Bewust sterven is beter. Maar, veel mensen nemen ‘getrapt’ afscheid van het leven. Je ziet iemand langzaam weg. Bewustzijn zakt langzaam weg. We noemen iets snel lijden en ondragelijk is dat we dat te snel wegnemen. In slaap brengen mag, in extreme gevallen. Maar je moet iemand niet zomaar in slaap brengen omdat je bewustzijn wegneemt. Ik heb liever dat ik iemand in slaap breng dan euthanasie geef. In slaap brengen is medisch handelen.
Palliatieve sedatie mag je alleen inzetten als er geen andere optie is. Als je het via pijnbestrijding prima zou kunnen bestrijden dan mag je geen sedatie inzetten. Je ziet ook dat schuiven: dat is ook de existentiële pijn waarvoor sedatie wordt ingezet, mits iemand binnen twee weken overlijdt.
Als je een behandeling inzet, heb je informed consent nodig: iemand informeren. Als de patiënt het niet meer kan, kun je de familie vragen dan wel je afvragen: wat zou de patiënt zelf gekozen zou hebben.
Belangrijk dat patiënten zelf aangeven wat ze wel/niet willen. Ik geef zelf aan wat wel/niet kan.
Mensen hebben wel het idee dat ze recht hebben op euthanasie.
Euthanasie is altijd subjectief: het gaat over ‘ondragelijk lijden’. Vraag is: is het voor de arts invoelbaar?
Mensen zeggen: als ik naar een verpleeghuis zit, dan hoeft het niet meer. In het verpleeghuis wil bijna niemand een spuitje.
Je past jezelf aan aan de situatie waarin je zit.
Heel vaak is een lijdensvraag in de kern existentieel.
Steeds meer artsen hebben steeds meer moeite met verzoeken van euthanasie.
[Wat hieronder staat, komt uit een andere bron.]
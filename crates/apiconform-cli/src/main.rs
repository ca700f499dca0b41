//! apiconform CLI - contract-conformance tests for a JSON:API service

use std::path::PathBuf;
use std::process::ExitCode;

use anyhow::{Context, Result};
use clap::{ArgAction, Parser, ValueEnum};
use tracing::info;

use apiconform_core::{Config, FailureType, RunReport, Verdict, VerdictPolicy, VerdictStatus};
use apiconform_runner::{Driver, RunContext, RunOptions, Session, resolve};

#[derive(Parser)]
#[command(name = "apiconform")]
#[command(about = "Check a JSON:API service against its Swagger/OpenAPI document")]
#[command(version)]
struct Cli {
    /// Configuration file (JSON, or TOML with a .toml extension)
    config: PathBuf,

    /// Swagger 2 / OpenAPI 3 document (YAML or JSON)
    openapi: PathBuf,

    /// Debug logging
    #[arg(long)]
    debug: bool,

    /// Output format
    #[arg(long, default_value = "terminal")]
    output: OutputFormat,

    /// Strict mode (warnings fail the run). Use --strict false to disable.
    #[arg(long, default_value_t = true, action = ArgAction::Set)]
    strict: bool,

    /// Failure type to leave out of the verdict, e.g. status_not_declared (repeatable)
    #[arg(long = "ignore", value_name = "FAILURE_TYPE", value_parser = parse_failure_type)]
    ignore: Vec<FailureType>,

    /// Test runner arguments: -f/--failfast and test name filters
    #[arg(trailing_var_arg = true, allow_hyphen_values = true)]
    runner_args: Vec<String>,
}

#[derive(Clone, Copy, ValueEnum, PartialEq, Eq)]
enum OutputFormat {
    Terminal,
    Json,
    Silent,
}

fn parse_failure_type(s: &str) -> Result<FailureType, String> {
    serde_json::from_value(serde_json::Value::String(s.to_string()))
        .map_err(|_| format!("unknown failure type '{s}'"))
}

fn main() -> ExitCode {
    let cli = Cli::parse();
    init_logging(cli.debug);

    match run(&cli) {
        Ok(code) => ExitCode::from(u8::try_from(code).unwrap_or(1)),
        Err(e) => {
            eprintln!("Error: {e:#}");
            ExitCode::from(3)
        }
    }
}

fn init_logging(debug: bool) {
    let level = if debug {
        tracing::Level::DEBUG
    } else {
        tracing::Level::INFO
    };
    tracing_subscriber::fmt()
        .with_writer(std::io::stderr)
        .with_max_level(level)
        .with_target(false)
        .init();
}

fn run(cli: &Cli) -> Result<i32> {
    let config = Config::load(&cli.config)
        .with_context(|| format!("loading config {}", cli.config.display()))?;

    let document = resolve(&cli.openapi)
        .with_context(|| format!("resolving API document {}", cli.openapi.display()))?;
    info!(
        dialect = %document.dialect,
        schemas = document.schemas.len(),
        operations = document.operations.len(),
        "API document resolved"
    );

    let session = Session::open(&config).context("opening HTTP session")?;
    info!(base_url = %session.base_url(), "testing");

    let options = RunOptions::from_args(&cli.runner_args);
    let report = Driver::new(RunContext {
        session: &session,
        document: &document,
        cases: &config.test_cases,
        options,
    })
    .run();
    session.close();

    let policy = VerdictPolicy {
        strict: cli.strict,
        ignore_failure_types: cli.ignore.clone(),
        ..Default::default()
    };
    let verdict = policy.verdict(&report);

    match cli.output {
        OutputFormat::Terminal => print_terminal(&report, &policy, &verdict),
        OutputFormat::Json => {
            let json_output = serde_json::json!({
                "verdict": {
                    "status": verdict.status.to_string(),
                    "exit_code": verdict.exit_code,
                    "reason": verdict.reason,
                },
                "stats": {
                    "total": report.total,
                    "passed": report.passed,
                    "failed": report.failed,
                    "errored": report.errored,
                    "stopped_early": report.stopped_early,
                },
                "failures": policy.filter(&report),
                "outcomes": report.outcomes,
            });
            println!("{}", serde_json::to_string_pretty(&json_output)?);
        }
        OutputFormat::Silent => {}
    }

    Ok(verdict.exit_code)
}

fn print_terminal(report: &RunReport, policy: &VerdictPolicy, verdict: &Verdict) {
    let mut printed_header = false;
    for outcome in &report.outcomes {
        let shown: Vec<_> = outcome
            .failures
            .iter()
            .filter(|f| {
                f.severity >= policy.min_severity
                    && !policy.ignore_failure_types.contains(&f.failure_type)
            })
            .collect();
        if shown.is_empty() {
            continue;
        }
        if !printed_header {
            println!("Failures:");
            printed_header = true;
        }
        println!(
            "  {} {} ({}, {} = {})",
            outcome.status, outcome.test, outcome.label, outcome.case, outcome.value
        );
        for f in shown {
            println!("    [{}] {}: {}", f.severity, f.failure_type, f.message);
            if let Some(url) = &f.url {
                println!("         GET {url}");
            }
        }
    }

    let icon = if verdict.status == VerdictStatus::Pass {
        "PASS"
    } else {
        "FAIL"
    };
    println!("\n{icon}: {}", verdict.reason);
    println!(
        "  Sub-cases: {} total, {} passed, {} failed, {} errored",
        report.total, report.passed, report.failed, report.errored
    );
    println!("  Exit code: {}", verdict.exit_code);
}
//! Failure types and structured representation

use schemars::JsonSchema;
use serde::{Deserialize, Serialize};
use std::collections::BTreeMap;

use super::Severity;

/// Type of failure - determines default severity and report grouping
#[derive(Debug, Clone, Copy, PartialEq, Eq, Hash, Serialize, Deserialize, JsonSchema)]
#[serde(rename_all = "snake_case")]
pub enum FailureType {
    /// Actual status code differs from the expected one
    StatusMismatch,
    /// Response body is not a `{"data": ...}` envelope
    EnvelopeMalformed,
    /// Resource or error object violates its schema
    SchemaViolation,
    /// Resource schema is not defined in the API document
    SchemaNotFound,
    /// Request timed out
    Timeout,
    /// Could not connect, or the transport failed mid-request
    ConnectionError,
    /// Filtered query returned no rows
    NoData,
    /// Returned identifier differs from the requested one
    IdMismatch,
    /// A row does not match the filter value
    FilterMismatch,
    /// A row falls outside a numeric bound
    BoundaryViolation,
    /// A row is not among the requested values
    MembershipViolation,
    /// A row's date differs from the requested date
    DateMismatch,
    /// Expected status not declared for the operation in the API document
    StatusNotDeclared,
    /// Response slower than the configured limit
    ResponseTimeExceeded,
    /// Test case missing from configuration
    ConfigError,
}

/// Broad origin of a failure, used to separate API regressions from infrastructure issues.
#[derive(Debug, Clone, Copy, PartialEq, Eq, Serialize, Deserialize, JsonSchema)]
#[serde(rename_all = "snake_case")]
pub enum FailureCategory {
    Contract,
    Transport,
    Business,
    Config,
}

impl FailureType {
    /// Default severity for this failure type
    #[must_use]
    pub const fn default_severity(self) -> Severity {
        match self.category() {
            FailureCategory::Transport => Severity::Critical,
            FailureCategory::Contract | FailureCategory::Business | FailureCategory::Config => {
                match self {
                    Self::StatusNotDeclared | Self::ResponseTimeExceeded => Severity::Warning,
                    _ => Severity::Error,
                }
            }
        }
    }

    #[must_use]
    pub const fn category(self) -> FailureCategory {
        match self {
            Self::StatusMismatch
            | Self::EnvelopeMalformed
            | Self::SchemaViolation
            | Self::SchemaNotFound
            | Self::StatusNotDeclared
            | Self::ResponseTimeExceeded => FailureCategory::Contract,
            Self::Timeout | Self::ConnectionError => FailureCategory::Transport,
            Self::NoData
            | Self::IdMismatch
            | Self::FilterMismatch
            | Self::BoundaryViolation
            | Self::MembershipViolation
            | Self::DateMismatch => FailureCategory::Business,
            Self::ConfigError => FailureCategory::Config,
        }
    }

    /// Human-readable description
    #[must_use]
    pub const fn description(self) -> &'static str {
        match self {
            Self::StatusMismatch => "Status code does not match expectation",
            Self::EnvelopeMalformed => "Response envelope is malformed",
            Self::SchemaViolation => "Response does not match API schema",
            Self::SchemaNotFound => "Resource schema not found in API document",
            Self::Timeout => "Request timed out",
            Self::ConnectionError => "Connection or transport error",
            Self::NoData => "No data returned",
            Self::IdMismatch => "Returned id differs from requested id",
            Self::FilterMismatch => "Row does not match filter",
            Self::BoundaryViolation => "Row outside requested bound",
            Self::MembershipViolation => "Row not among requested values",
            Self::DateMismatch => "Row date differs from requested date",
            Self::StatusNotDeclared => "Expected status not declared in API document",
            Self::ResponseTimeExceeded => "Response time limit exceeded",
            Self::ConfigError => "Configuration error",
        }
    }
}

impl std::fmt::Display for FailureType {
    fn fmt(&self, f: &mut std::fmt::Formatter<'_>) -> std::fmt::Result {
        f.write_str(self.description())
    }
}

/// A single failure, with enough data to reproduce the request by hand
#[derive(Debug, Clone, PartialEq, Eq, Serialize, Deserialize, JsonSchema)]
pub struct Failure {
    /// Type of failure
    pub failure_type: FailureType,
    /// Severity level
    pub severity: Severity,
    /// Detailed message
    pub message: String,
    /// Full request URL including query string (absent for config failures)
    #[serde(default, skip_serializing_if = "Option::is_none")]
    pub url: Option<String>,
    /// Expected status code (if known)
    #[serde(default, skip_serializing_if = "Option::is_none")]
    pub expected_status: Option<u16>,
    /// Actual status code received (if any)
    #[serde(default, skip_serializing_if = "Option::is_none")]
    pub status_code: Option<u16>,
    /// Additional context (property, expected type, actual value, ...)
    #[serde(default, skip_serializing_if = "BTreeMap::is_empty")]
    pub context: BTreeMap<String, String>,
}

impl Failure {
    /// Create a failure with the type's default severity
    #[must_use]
    pub fn new(failure_type: FailureType, message: impl Into<String>) -> Self {
        Self {
            failure_type,
            severity: failure_type.default_severity(),
            message: message.into(),
            url: None,
            expected_status: None,
            status_code: None,
            context: BTreeMap::new(),
        }
    }

    #[must_use]
    pub fn with_url(mut self, url: impl Into<String>) -> Self {
        self.url = Some(url.into());
        self
    }

    #[must_use]
    pub fn with_statuses(mut self, expected: u16, actual: Option<u16>) -> Self {
        self.expected_status = Some(expected);
        self.status_code = actual;
        self
    }

    /// Add context entry
    #[must_use]
    pub fn with_context(mut self, key: impl Into<String>, value: impl Into<String>) -> Self {
        self.context.insert(key.into(), value.into());
        self
    }

    /// Override severity
    #[must_use]
    pub fn with_severity(mut self, severity: Severity) -> Self {
        self.severity = severity;
        self
    }

    #[must_use]
    pub const fn category(&self) -> FailureCategory {
        self.failure_type.category()
    }
}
Levenseinde kliniek die vindt dat iedereen recht moet hebben op euthanasie. Die krijgen alle moeilijke gevallen. De grote groep collega-artsen die geen fundamentele weerstand hebben bij lichamelijk lijden vinden ook dat het te ver gaat.
Zoals een moeder in principe haar kind wil beschermen, blijft een arts het lastig vinden om iemand dood te maken. Wel vindt bijna elke arts dat ze een goede daad verrichten, een daad van barmhartigheid.
In gesprek bij een euthanasievraag wordt altijd gekeken: wat zijn alternatieven. Als de euthanasievraag blijft bestaan komt er een andere arts die de patiënt niet kent, die zegt ook nog wat er wel gedaan kan worden en dan wordt er besloten en worden medicijnen besteld. Als de scanarts een negatief advies geeft kan de arts de euthanasie doen, maar dan moet hij wel wat uitleggen aan de toelichtingscommissie.
Ook bij de scanartsen zie je die subjectiviteit.
Voor de arts is het ook een heel traject: die is ‘moordenaar’ totdat de toetsingscommissie aangeeft dat hij/zij van rechtsvervolging ontslagen is.
Lobby voor palliatieve zorg: de belangrijkste groep is de c groep. Die lobby is heel sterk ook in de media en de politiek. D66 maakt echt die groei door dankzij deze groep.